• **Your task**
Print the data that follows exactly, leaving nothing out.

• **Provided data**
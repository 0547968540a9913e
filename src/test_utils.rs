//! Shared test utilities for handler tests.
//!
//! Provides record factories and a `TestStateBuilder` for constructing
//! `AppState` instances. Stores default to the real in-memory
//! implementations; tests that need to force an outcome (an exhausted rate
//! limiter, a failing store) swap in a mock for just that slot.
//!
//! ## Usage
//!
//! ```ignore
//! use crate::test_utils::{TestStateBuilder, open_poll};
//!
//! let mut rate_limiter = MockRateLimiter::new();
//! rate_limiter.expect_check().returning(|_, _, _, now| {
//!     Ok(RateLimitDecision::Exceeded { reset_at: now })
//! });
//!
//! let state = TestStateBuilder::new()
//!     .with_rate_limiter(rate_limiter)
//!     .build();
//! ```

use std::sync::Arc;

use chrono::{DateTime, Duration, Utc};
use uuid::Uuid;

use crate::config::Config;
use crate::models::{Poll, PollOption, PollType, Role, User};
use crate::session::SessionSigner;
use crate::state::AppState;
use crate::stores::{
    CommentStore, MemoryCommentStore, MemoryPollStore, MemoryRateLimiter, MemoryUserStore,
    PollStore, RateLimiter, Stores, UserStore,
};

/// Creates a test configuration with dummy values.
pub fn test_config() -> Config {
    Config {
        host: "127.0.0.1".to_string(),
        port: 3000,
        env: "test".to_string(),
        session_secret: "test-secret".to_string(),
        admin_only_poll_creation: false,
    }
}

/// Creates a user record with throwaway credentials.
pub fn mock_user(email: &str) -> User {
    User {
        id: Uuid::new_v4(),
        email: email.to_string(),
        password_hash: "not-a-real-hash".to_string(),
        salt: "not-a-real-salt".to_string(),
        role: Role::User,
        created_at: Utc::now(),
    }
}

/// Creates a single-choice poll with options `opt-a` / `opt-b` whose voting
/// window is currently open.
pub fn open_poll(id: &str) -> Poll {
    poll_with_window(
        id,
        PollType::SingleChoice,
        Utc::now() - Duration::days(1),
        Utc::now() + Duration::days(1),
    )
}

/// Creates a poll with options `opt-a` / `opt-b` and the given type and
/// voting window.
pub fn poll_with_window(
    id: &str,
    poll_type: PollType,
    start_date: DateTime<Utc>,
    end_date: DateTime<Utc>,
) -> Poll {
    Poll {
        id: id.to_string(),
        question: "Tabs or spaces?".to_string(),
        options: vec![
            PollOption {
                id: "opt-a".to_string(),
                text: "Tabs".to_string(),
                votes: 0,
            },
            PollOption {
                id: "opt-b".to_string(),
                text: "Spaces".to_string(),
                votes: 0,
            },
        ],
        poll_type,
        start_date,
        end_date,
        categories: vec![],
        created_at: Utc::now(),
    }
}

/// Builder for constructing test `AppState` instances.
///
/// Any store not explicitly set falls back to a fresh in-memory
/// implementation, so most tests exercise the real store behavior.
pub struct TestStateBuilder {
    config: Config,
    users: Option<Arc<dyn UserStore>>,
    polls: Option<Arc<dyn PollStore>>,
    comments: Option<Arc<dyn CommentStore>>,
    rate_limiter: Option<Arc<dyn RateLimiter>>,
}

impl TestStateBuilder {
    /// Creates a new builder with the test configuration and no overrides.
    pub fn new() -> Self {
        Self {
            config: test_config(),
            users: None,
            polls: None,
            comments: None,
            rate_limiter: None,
        }
    }

    pub fn with_config(mut self, config: Config) -> Self {
        self.config = config;
        self
    }

    #[allow(dead_code)]
    pub fn with_users(mut self, store: impl UserStore + 'static) -> Self {
        self.users = Some(Arc::new(store));
        self
    }

    #[allow(dead_code)]
    pub fn with_polls(mut self, store: impl PollStore + 'static) -> Self {
        self.polls = Some(Arc::new(store));
        self
    }

    #[allow(dead_code)]
    pub fn with_comments(mut self, store: impl CommentStore + 'static) -> Self {
        self.comments = Some(Arc::new(store));
        self
    }

    pub fn with_rate_limiter(mut self, limiter: impl RateLimiter + 'static) -> Self {
        self.rate_limiter = Some(Arc::new(limiter));
        self
    }

    /// Builds the `AppState` using configured stores or in-memory defaults.
    pub fn build(self) -> AppState {
        let session = SessionSigner::new(&self.config.session_secret);

        let stores = Stores {
            users: self
                .users
                .unwrap_or_else(|| Arc::new(MemoryUserStore::new())),
            polls: self
                .polls
                .unwrap_or_else(|| Arc::new(MemoryPollStore::new())),
            comments: self
                .comments
                .unwrap_or_else(|| Arc::new(MemoryCommentStore::new())),
            rate_limiter: self
                .rate_limiter
                .unwrap_or_else(|| Arc::new(MemoryRateLimiter::new())),
        };

        AppState {
            config: self.config,
            session,
            stores,
        }
    }
}

impl Default for TestStateBuilder {
    fn default() -> Self {
        Self::new()
    }
}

• **Written response**
repository 0547968540a9913e
filename src/test_utils.rs
//! Shared test utilities for handler tests.
//!
//! Provides record factories and a `TestStateBuilder` for constructing
//! `AppState` instances. Stores default to the real in-memory
//! implementations; tests that need to force an outcome (an exhausted rate
//! limiter, a failing store) swap in a mock for just that slot.
//!
//! ## Usage
//!
//! ```ignore
//! use crate::test_utils::{TestStateBuilder, open_poll};
//!
//! let mut rate_limiter = MockRateLimiter::new();
//! rate_limiter.expect_check().returning(|_, _, _, now| {
//!     Ok(RateLimitDecision::Exceeded { reset_at: now })
//! });
//!
//! let state = TestStateBuilder::new()
//!     .with_rate_limiter(rate_limiter)
//!     .build();
//! ```

use std::sync::Arc;

use chrono::{DateTime, Duration, Utc};
use uuid::Uuid;

use crate::config::Config;
use crate::models::{Poll, PollOption, PollType, Role, User};
use crate::session::SessionSigner;
use crate::state::AppState;
use crate::stores::{
    CommentStore, MemoryCommentStore, MemoryPollStore, MemoryRateLimiter, MemoryUserStore,
    PollStore, RateLimiter, Stores, UserStore,
};

/// Creates a test configuration with dummy values.
pub fn test_config() -> Config {
    Config {
        host: "127.0.0.1".to_string(),
        port: 3000,
        env: "test".to_string(),
        session_secret: "test-secret".to_string(),
        admin_only_poll_creation: false,
    }
}

/// Creates a user record with throwaway credentials.
pub fn mock_user(email: &str) -> User {
    User {
        id: Uuid::new_v4(),
        email: email.to_string(),
        password_hash: "not-a-real-hash".to_string(),
        salt: "not-a-real-salt".to_string(),
        role: Role::User,
        created_at: Utc::now(),
    }
}

/// Creates a single-choice poll with options `opt-a` / `opt-b` whose voting
/// window is currently open.
pub fn open_poll(id: &str) -> Poll {
    poll_with_window(
        id,
        PollType::SingleChoice,
        Utc::now() - Duration::days(1),
        Utc::now() + Duration::days(1),
    )
}

/// Creates a poll with options `opt-a` / `opt-b` and the given type and
/// voting window.
pub fn poll_with_window(
    id: &str,
    poll_type: PollType,
    start_date: DateTime<Utc>,
    end_date: DateTime<Utc>,
) -> Poll {
    Poll {
        id: id.to_string(),
        question: "Tabs or spaces?".to_string(),
        options: vec![
            PollOption {
                id: "opt-a".to_string(),
                text: "Tabs".to_string(),
                votes: 0,
            },
            PollOption {
                id: "opt-b".to_string(),
                text: "Spaces".to_string(),
                votes: 0,
            },
        ],
        poll_type,
        start_date,
        end_date,
        categories: vec![],
        created_at: Utc::now(),
    }
}

/// Builder for constructing test `AppState` instances.
///
/// Any store not explicitly set falls back to a fresh in-memory
/// implementation, so most tests exercise the real store behavior.
pub struct TestStateBuilder {
    config: Config,
    users: Option<Arc<dyn UserStore>>,
    polls: Option<Arc<dyn PollStore>>,
    comments: Option<Arc<dyn CommentStore>>,
    rate_limiter: Option<Arc<dyn RateLimiter>>,
}

impl TestStateBuilder {
    /// Creates a new builder with the test configuration and no overrides.
    pub fn new() -> Self {
        Self {
            config: test_config(),
            users: None,
            polls: None,
            comments: None,
            rate_limiter: None,
        }
    }

    pub fn with_config(mut self, config: Config) -> Self {
        self.config = config;
        self
    }

    #[allow(dead_code)]
    pub fn with_users(mut self, store: impl UserStore + 'static) -> Self {
        self.users = Some(Arc::new(store));
        self
    }

    #[allow(dead_code)]
    pub fn with_polls(mut self, store: impl PollStore + 'static) -> Self {
        self.polls = Some(Arc::new(store));
        self
    }

    #[allow(dead_code)]
    pub fn with_comments(mut self, store: impl CommentStore + 'static) -> Self {
        self.comments = Some(Arc::new(store));
        self
    }

    pub fn with_rate_limiter(mut self, limiter: impl RateLimiter + 'static) -> Self {
        self.rate_limiter = Some(Arc::new(limiter));
        self
    }

    /// Builds the `AppState` using configured stores or in-memory defaults.
    pub fn build(self) -> AppState {
        let session = SessionSigner::new(&self.config.session_secret);

        let stores = Stores {
            users: self
                .users
                .unwrap_or_else(|| Arc::new(MemoryUserStore::new())),
            polls: self
                .polls
                .unwrap_or_else(|| Arc::new(MemoryPollStore::new())),
            comments: self
                .comments
                .unwrap_or_else(|| Arc::new(MemoryCommentStore::new())),
            rate_limiter: self
                .rate_limiter
                .unwrap_or_else(|| Arc::new(MemoryRateLimiter::new())),
        };

        AppState {
            config: self.config,
            session,
            stores,
        }
    }
}

impl Default for TestStateBuilder {
    fn default() -> Self {
        Self::new()
    }
}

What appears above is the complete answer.